> [Exercise objective]: Below are the records; copy exactly the stretch from the line containing "self.inner.lock().ordered.len()" through the line containing "impl ChunkStore for", both ends included, and nothing else.

> [Materials provided]:
------------------------------------------------

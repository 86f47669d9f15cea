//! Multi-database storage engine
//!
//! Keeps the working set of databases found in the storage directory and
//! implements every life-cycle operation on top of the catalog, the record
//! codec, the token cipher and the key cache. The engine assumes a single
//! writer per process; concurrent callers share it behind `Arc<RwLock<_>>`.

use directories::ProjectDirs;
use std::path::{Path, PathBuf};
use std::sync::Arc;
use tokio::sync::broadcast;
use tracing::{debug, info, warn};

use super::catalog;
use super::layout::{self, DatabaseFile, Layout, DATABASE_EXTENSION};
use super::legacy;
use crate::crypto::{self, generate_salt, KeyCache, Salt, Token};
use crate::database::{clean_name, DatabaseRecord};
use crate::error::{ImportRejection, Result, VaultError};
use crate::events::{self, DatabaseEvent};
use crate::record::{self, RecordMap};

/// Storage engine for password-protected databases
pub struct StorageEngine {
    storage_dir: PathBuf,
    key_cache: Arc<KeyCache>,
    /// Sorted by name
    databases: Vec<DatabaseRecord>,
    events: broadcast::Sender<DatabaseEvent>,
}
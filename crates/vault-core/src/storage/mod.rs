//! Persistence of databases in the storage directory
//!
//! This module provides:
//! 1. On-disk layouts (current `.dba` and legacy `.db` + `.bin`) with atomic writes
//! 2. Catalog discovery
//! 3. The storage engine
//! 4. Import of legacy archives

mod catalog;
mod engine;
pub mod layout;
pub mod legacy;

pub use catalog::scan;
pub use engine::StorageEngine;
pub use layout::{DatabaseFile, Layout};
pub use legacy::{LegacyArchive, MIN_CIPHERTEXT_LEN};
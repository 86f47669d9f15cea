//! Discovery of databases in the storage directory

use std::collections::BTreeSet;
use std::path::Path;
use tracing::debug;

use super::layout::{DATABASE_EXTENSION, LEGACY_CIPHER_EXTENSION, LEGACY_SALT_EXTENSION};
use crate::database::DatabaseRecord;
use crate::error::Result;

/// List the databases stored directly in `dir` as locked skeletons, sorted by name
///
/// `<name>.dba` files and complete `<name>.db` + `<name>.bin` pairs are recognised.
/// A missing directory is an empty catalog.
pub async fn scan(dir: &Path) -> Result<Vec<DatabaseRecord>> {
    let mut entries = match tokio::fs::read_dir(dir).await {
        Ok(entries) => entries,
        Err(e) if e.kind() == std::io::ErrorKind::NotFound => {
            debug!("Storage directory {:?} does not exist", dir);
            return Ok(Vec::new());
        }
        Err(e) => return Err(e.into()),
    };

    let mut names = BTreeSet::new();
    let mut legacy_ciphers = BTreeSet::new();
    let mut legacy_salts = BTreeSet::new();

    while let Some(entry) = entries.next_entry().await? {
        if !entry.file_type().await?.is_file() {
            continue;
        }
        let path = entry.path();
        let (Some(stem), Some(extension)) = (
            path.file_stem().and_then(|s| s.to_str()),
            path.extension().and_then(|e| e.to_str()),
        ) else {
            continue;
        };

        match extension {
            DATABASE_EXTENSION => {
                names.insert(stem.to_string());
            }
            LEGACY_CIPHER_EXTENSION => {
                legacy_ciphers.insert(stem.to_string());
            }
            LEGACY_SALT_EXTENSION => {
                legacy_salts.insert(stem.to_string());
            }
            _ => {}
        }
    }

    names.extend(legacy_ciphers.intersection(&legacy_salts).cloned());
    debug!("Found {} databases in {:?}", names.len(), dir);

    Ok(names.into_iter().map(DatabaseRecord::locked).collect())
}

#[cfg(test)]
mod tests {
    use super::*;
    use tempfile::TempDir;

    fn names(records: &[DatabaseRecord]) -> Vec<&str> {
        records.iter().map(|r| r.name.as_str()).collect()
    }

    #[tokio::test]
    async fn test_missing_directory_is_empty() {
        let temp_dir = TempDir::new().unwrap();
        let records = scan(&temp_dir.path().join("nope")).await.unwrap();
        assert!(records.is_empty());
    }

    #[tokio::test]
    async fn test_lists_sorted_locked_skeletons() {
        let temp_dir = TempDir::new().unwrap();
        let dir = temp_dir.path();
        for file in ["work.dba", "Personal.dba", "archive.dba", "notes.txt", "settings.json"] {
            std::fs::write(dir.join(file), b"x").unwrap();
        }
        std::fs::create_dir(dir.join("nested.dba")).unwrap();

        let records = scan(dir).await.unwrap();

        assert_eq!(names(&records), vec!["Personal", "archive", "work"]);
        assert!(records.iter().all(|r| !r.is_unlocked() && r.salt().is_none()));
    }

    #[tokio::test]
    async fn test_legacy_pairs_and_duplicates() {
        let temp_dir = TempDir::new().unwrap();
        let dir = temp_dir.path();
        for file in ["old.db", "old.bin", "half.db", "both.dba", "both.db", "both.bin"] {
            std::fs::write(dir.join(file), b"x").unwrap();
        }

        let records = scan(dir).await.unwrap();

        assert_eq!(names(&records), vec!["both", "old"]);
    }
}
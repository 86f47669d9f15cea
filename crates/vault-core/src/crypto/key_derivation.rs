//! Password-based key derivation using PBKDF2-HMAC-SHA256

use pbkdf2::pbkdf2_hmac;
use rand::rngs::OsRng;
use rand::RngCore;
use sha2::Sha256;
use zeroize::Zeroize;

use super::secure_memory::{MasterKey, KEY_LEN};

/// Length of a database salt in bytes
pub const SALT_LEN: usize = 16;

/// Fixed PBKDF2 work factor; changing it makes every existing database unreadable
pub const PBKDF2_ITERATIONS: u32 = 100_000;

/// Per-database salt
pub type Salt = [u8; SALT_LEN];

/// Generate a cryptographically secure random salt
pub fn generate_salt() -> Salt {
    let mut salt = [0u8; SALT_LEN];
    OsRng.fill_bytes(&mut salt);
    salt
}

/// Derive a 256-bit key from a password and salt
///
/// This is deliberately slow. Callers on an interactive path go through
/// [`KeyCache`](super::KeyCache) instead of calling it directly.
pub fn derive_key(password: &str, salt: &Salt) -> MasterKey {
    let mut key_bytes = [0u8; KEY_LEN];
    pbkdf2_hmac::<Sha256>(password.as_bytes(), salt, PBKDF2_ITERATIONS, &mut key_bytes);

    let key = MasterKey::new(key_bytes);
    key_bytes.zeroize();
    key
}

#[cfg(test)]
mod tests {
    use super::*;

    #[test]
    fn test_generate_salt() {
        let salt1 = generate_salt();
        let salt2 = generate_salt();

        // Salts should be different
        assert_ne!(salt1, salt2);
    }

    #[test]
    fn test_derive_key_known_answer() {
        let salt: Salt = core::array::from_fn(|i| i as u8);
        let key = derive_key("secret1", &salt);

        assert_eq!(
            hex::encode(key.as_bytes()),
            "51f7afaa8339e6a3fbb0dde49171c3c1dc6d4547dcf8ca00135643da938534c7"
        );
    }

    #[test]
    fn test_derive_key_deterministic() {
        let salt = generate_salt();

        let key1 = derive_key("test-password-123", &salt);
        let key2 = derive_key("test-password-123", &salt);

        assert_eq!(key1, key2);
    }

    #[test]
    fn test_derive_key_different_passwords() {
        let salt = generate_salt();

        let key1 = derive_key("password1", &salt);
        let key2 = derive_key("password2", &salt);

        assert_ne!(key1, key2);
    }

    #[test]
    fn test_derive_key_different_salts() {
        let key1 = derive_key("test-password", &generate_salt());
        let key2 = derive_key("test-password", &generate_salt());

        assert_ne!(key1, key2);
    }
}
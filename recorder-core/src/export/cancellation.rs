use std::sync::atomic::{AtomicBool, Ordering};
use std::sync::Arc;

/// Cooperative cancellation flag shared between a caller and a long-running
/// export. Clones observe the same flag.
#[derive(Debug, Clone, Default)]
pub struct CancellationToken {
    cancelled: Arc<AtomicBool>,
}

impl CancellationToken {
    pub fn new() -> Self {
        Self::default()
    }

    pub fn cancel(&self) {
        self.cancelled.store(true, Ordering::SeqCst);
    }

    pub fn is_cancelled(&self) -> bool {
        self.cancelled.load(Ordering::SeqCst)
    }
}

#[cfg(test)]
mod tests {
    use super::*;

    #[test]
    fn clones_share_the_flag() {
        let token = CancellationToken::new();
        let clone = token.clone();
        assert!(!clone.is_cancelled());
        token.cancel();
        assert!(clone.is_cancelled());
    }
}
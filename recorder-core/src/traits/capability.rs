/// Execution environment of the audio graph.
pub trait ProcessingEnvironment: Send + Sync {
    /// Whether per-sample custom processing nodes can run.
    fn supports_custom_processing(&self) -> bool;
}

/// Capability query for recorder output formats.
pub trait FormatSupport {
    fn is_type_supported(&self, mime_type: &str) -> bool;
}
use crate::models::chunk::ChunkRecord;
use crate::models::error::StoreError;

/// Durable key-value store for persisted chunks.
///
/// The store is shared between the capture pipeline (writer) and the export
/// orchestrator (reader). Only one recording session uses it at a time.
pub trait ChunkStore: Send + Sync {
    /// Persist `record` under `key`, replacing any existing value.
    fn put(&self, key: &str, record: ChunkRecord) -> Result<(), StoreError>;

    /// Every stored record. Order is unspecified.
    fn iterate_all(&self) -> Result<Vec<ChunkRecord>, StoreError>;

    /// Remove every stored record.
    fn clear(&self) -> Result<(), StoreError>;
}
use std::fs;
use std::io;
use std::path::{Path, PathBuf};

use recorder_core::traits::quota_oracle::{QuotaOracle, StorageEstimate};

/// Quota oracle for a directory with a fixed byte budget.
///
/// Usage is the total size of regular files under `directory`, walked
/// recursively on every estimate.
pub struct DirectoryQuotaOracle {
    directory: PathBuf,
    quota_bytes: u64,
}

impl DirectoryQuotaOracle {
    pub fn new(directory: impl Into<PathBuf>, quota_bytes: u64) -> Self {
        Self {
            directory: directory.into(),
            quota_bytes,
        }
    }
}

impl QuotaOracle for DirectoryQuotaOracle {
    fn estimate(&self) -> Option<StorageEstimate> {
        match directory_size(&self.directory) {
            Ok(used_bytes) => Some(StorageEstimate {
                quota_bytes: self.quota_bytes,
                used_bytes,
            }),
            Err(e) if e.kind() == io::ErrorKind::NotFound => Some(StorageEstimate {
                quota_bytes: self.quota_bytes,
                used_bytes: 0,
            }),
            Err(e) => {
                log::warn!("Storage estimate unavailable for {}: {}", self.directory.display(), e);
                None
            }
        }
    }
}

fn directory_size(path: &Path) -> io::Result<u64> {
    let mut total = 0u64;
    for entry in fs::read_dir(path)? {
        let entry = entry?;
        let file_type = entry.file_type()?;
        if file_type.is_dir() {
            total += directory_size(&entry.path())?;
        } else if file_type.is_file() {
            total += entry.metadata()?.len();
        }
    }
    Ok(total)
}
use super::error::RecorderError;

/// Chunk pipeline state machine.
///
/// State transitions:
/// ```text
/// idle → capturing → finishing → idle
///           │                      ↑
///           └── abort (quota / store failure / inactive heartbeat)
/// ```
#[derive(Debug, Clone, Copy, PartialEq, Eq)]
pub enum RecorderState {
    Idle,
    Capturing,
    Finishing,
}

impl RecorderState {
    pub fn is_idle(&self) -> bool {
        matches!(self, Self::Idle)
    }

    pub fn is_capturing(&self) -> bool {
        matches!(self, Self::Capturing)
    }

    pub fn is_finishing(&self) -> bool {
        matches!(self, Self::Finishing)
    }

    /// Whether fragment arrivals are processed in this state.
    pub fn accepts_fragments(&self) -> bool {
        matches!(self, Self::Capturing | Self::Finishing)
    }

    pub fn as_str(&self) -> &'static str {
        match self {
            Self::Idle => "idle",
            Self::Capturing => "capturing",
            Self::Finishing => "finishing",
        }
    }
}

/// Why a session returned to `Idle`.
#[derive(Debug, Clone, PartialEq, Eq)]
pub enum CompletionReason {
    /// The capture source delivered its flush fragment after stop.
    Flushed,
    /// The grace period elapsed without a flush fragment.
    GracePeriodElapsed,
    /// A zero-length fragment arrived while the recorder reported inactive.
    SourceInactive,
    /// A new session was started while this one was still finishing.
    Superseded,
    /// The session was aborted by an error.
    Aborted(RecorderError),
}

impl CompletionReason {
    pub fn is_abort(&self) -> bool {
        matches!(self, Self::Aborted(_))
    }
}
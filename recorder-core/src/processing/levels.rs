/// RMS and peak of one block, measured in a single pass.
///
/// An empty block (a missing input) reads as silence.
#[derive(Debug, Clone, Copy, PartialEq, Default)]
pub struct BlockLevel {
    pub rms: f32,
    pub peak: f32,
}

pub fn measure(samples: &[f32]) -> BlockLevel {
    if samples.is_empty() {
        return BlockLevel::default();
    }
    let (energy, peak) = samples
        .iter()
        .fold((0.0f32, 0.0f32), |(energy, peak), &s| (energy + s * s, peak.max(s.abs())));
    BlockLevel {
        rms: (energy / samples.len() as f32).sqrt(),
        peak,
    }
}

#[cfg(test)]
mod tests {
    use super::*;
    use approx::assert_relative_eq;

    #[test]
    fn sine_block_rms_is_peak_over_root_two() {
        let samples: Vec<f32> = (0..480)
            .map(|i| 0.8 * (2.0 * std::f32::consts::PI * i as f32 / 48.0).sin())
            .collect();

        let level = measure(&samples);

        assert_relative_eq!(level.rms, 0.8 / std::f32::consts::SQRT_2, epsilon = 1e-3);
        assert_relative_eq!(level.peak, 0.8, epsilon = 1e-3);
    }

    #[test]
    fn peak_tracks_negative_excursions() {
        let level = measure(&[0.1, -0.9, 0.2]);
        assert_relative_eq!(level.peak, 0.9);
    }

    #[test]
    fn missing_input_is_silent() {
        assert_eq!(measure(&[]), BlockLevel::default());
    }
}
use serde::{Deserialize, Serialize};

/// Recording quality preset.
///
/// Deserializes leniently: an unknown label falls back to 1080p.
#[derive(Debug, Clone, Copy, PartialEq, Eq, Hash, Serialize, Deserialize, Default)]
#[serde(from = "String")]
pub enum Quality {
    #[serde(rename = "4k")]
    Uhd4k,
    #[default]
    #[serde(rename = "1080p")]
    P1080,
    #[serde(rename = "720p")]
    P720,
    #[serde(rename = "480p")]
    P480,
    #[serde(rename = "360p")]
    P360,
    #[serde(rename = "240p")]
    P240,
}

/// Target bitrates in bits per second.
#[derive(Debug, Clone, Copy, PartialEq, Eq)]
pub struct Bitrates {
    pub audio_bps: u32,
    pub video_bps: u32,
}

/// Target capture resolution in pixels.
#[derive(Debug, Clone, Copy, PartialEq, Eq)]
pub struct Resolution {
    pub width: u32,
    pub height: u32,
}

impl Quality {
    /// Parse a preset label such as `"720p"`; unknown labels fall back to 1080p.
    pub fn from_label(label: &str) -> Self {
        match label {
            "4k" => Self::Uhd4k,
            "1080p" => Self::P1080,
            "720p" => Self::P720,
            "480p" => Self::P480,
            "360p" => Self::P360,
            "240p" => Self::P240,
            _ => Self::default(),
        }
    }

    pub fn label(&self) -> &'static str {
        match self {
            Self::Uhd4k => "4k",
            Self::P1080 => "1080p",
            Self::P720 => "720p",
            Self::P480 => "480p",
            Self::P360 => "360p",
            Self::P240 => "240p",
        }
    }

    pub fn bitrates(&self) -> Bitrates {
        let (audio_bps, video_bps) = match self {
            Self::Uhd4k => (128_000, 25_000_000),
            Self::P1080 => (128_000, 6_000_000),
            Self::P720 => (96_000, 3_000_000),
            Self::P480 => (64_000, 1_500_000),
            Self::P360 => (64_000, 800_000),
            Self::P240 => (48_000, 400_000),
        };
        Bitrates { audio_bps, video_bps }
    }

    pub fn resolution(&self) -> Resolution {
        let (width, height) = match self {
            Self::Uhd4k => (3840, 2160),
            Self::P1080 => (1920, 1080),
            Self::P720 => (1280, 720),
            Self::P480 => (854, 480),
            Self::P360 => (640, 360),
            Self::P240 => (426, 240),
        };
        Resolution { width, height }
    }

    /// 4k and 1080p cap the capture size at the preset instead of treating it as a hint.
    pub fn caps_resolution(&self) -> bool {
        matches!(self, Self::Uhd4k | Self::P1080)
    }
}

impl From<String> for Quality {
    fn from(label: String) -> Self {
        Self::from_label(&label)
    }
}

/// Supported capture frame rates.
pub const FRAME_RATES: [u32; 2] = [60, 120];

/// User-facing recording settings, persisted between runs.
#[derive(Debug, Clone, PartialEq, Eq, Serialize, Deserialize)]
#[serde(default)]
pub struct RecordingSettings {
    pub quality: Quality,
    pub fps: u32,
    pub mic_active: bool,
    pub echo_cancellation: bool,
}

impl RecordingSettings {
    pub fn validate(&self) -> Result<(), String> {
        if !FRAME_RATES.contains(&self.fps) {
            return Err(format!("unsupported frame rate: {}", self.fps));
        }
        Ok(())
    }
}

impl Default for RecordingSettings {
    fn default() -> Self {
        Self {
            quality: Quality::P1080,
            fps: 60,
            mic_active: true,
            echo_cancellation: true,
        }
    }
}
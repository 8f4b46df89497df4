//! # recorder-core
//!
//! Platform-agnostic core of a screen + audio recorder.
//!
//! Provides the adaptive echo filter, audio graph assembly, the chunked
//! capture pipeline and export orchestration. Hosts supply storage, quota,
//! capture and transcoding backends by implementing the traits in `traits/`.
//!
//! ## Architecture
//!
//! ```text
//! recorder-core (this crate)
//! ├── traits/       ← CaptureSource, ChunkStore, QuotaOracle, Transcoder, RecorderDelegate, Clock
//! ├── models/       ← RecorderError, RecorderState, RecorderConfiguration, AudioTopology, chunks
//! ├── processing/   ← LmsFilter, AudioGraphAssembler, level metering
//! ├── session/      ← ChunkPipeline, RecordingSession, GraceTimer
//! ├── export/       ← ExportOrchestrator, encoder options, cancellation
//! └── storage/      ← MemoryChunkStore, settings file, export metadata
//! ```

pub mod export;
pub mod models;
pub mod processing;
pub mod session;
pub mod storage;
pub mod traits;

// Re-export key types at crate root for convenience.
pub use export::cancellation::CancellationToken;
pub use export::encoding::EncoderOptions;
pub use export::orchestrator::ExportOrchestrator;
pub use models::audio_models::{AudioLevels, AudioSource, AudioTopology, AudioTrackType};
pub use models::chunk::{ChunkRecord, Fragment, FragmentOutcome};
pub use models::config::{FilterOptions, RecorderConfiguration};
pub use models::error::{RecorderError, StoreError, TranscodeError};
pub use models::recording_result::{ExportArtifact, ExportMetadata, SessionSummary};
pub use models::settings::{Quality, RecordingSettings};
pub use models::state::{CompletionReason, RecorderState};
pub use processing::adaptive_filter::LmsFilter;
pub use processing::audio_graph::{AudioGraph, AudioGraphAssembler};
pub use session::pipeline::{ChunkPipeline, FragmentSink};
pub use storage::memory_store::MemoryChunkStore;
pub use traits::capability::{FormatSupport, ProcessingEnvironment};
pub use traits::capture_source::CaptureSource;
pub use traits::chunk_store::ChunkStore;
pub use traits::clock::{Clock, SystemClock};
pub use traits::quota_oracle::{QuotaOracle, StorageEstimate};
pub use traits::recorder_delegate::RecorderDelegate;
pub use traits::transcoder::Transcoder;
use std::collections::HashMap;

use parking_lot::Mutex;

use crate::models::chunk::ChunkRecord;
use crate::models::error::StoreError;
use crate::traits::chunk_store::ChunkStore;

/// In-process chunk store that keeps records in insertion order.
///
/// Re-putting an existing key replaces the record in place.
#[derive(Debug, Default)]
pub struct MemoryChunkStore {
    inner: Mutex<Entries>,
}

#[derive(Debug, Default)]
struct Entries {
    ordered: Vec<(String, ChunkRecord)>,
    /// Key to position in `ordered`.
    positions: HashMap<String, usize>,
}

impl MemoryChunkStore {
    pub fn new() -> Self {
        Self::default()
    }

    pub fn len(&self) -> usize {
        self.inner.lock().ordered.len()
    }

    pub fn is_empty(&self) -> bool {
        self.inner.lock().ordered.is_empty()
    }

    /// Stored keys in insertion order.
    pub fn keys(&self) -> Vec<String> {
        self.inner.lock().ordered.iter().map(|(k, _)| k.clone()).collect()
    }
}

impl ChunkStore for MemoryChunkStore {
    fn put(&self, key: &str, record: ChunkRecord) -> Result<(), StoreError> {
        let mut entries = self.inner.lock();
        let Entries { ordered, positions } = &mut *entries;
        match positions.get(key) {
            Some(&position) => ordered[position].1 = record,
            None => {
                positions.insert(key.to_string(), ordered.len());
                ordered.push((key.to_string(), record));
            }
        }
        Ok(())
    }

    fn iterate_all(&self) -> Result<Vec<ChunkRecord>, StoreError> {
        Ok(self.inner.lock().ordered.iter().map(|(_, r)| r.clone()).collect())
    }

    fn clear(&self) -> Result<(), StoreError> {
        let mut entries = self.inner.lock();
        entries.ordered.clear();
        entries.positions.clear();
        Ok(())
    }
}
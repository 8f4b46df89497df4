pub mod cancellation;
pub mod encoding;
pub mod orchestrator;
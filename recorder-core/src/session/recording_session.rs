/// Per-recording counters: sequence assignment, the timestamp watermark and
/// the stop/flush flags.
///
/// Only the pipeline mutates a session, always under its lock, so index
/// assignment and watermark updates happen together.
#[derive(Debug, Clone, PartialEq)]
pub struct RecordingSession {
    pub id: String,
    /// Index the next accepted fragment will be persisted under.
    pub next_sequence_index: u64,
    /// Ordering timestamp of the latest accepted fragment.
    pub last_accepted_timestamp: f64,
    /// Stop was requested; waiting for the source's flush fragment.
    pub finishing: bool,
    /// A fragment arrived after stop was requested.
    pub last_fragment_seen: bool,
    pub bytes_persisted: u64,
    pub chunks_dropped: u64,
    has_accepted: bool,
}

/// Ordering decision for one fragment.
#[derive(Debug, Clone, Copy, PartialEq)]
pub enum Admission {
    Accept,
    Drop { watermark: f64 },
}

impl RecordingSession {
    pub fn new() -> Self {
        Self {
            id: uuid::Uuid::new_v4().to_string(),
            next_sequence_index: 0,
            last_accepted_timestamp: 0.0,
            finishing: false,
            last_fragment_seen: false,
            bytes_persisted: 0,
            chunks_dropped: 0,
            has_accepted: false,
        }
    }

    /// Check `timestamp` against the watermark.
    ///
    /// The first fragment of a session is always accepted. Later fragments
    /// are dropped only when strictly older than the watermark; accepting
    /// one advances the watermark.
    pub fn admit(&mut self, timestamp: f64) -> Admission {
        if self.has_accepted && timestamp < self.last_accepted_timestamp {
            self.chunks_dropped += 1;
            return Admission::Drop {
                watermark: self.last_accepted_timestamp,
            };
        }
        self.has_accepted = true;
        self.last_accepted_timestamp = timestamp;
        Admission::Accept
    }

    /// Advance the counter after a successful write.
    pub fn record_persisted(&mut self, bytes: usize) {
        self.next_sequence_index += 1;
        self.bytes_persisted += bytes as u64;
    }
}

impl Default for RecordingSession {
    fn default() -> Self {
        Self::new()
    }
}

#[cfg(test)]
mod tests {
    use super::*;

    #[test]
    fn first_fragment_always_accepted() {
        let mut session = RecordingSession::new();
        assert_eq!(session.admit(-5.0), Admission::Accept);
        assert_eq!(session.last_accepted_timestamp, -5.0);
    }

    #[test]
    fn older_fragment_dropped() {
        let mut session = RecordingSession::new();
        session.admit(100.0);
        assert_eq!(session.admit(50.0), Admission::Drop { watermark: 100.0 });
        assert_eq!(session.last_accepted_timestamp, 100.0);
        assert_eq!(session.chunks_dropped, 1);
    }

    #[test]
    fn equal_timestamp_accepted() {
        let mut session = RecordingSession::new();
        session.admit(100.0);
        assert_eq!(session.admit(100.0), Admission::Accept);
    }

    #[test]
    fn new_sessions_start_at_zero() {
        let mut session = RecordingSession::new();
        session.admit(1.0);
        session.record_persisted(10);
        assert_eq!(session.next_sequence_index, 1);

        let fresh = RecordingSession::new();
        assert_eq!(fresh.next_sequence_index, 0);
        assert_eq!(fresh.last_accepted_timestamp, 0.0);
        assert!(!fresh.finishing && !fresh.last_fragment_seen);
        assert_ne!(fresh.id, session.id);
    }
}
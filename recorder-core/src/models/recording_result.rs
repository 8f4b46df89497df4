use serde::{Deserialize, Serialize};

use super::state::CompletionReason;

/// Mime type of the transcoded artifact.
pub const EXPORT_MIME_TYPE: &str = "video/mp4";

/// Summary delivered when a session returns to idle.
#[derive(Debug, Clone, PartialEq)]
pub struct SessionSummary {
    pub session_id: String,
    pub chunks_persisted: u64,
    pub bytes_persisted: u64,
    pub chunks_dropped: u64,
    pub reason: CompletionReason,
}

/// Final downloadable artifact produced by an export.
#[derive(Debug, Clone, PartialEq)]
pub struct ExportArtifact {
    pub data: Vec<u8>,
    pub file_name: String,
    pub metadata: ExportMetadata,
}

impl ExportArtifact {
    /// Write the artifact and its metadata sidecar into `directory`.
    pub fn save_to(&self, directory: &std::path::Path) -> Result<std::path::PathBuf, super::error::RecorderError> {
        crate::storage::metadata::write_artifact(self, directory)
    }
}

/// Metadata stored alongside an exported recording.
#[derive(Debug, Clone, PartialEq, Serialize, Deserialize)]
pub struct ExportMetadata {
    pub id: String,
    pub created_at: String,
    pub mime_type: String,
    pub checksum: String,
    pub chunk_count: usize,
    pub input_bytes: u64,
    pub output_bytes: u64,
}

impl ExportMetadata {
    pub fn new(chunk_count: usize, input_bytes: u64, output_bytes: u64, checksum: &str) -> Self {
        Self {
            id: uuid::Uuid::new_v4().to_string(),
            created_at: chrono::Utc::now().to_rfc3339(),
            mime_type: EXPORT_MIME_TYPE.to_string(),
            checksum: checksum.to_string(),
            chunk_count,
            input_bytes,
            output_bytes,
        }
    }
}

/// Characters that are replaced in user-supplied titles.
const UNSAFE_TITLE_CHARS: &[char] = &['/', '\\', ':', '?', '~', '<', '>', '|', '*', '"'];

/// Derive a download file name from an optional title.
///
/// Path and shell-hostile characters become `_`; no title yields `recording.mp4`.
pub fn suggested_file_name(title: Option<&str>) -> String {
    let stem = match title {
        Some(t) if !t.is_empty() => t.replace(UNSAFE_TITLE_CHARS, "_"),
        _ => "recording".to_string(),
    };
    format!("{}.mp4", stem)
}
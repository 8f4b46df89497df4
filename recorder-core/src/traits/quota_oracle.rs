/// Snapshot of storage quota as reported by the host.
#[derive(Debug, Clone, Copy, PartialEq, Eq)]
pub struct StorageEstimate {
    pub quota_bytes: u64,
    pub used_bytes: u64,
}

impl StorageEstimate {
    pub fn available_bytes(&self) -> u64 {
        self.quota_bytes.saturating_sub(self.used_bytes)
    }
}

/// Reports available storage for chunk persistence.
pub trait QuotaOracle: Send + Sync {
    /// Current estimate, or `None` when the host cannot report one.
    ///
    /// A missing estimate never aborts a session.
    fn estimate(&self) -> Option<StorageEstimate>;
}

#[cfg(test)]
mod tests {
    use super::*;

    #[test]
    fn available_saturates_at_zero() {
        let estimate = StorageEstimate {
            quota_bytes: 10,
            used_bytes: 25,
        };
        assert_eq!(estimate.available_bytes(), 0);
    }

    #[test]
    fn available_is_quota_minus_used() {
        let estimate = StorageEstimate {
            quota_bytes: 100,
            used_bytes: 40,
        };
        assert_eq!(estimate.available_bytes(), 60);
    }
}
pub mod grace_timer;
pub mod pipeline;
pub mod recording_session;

------------------------------------------------

> [Finished exercise]:
        self.inner.lock().ordered.len()
    }

    pub fn is_empty(&self) -> bool {
        self.inner.lock().ordered.is_empty()
    }

    /// Stored keys in insertion order.
    pub fn keys(&self) -> Vec<String> {
        self.inner.lock().ordered.iter().map(|(k, _)| k.clone()).collect()
    }
}

impl ChunkStore for MemoryChunkStore {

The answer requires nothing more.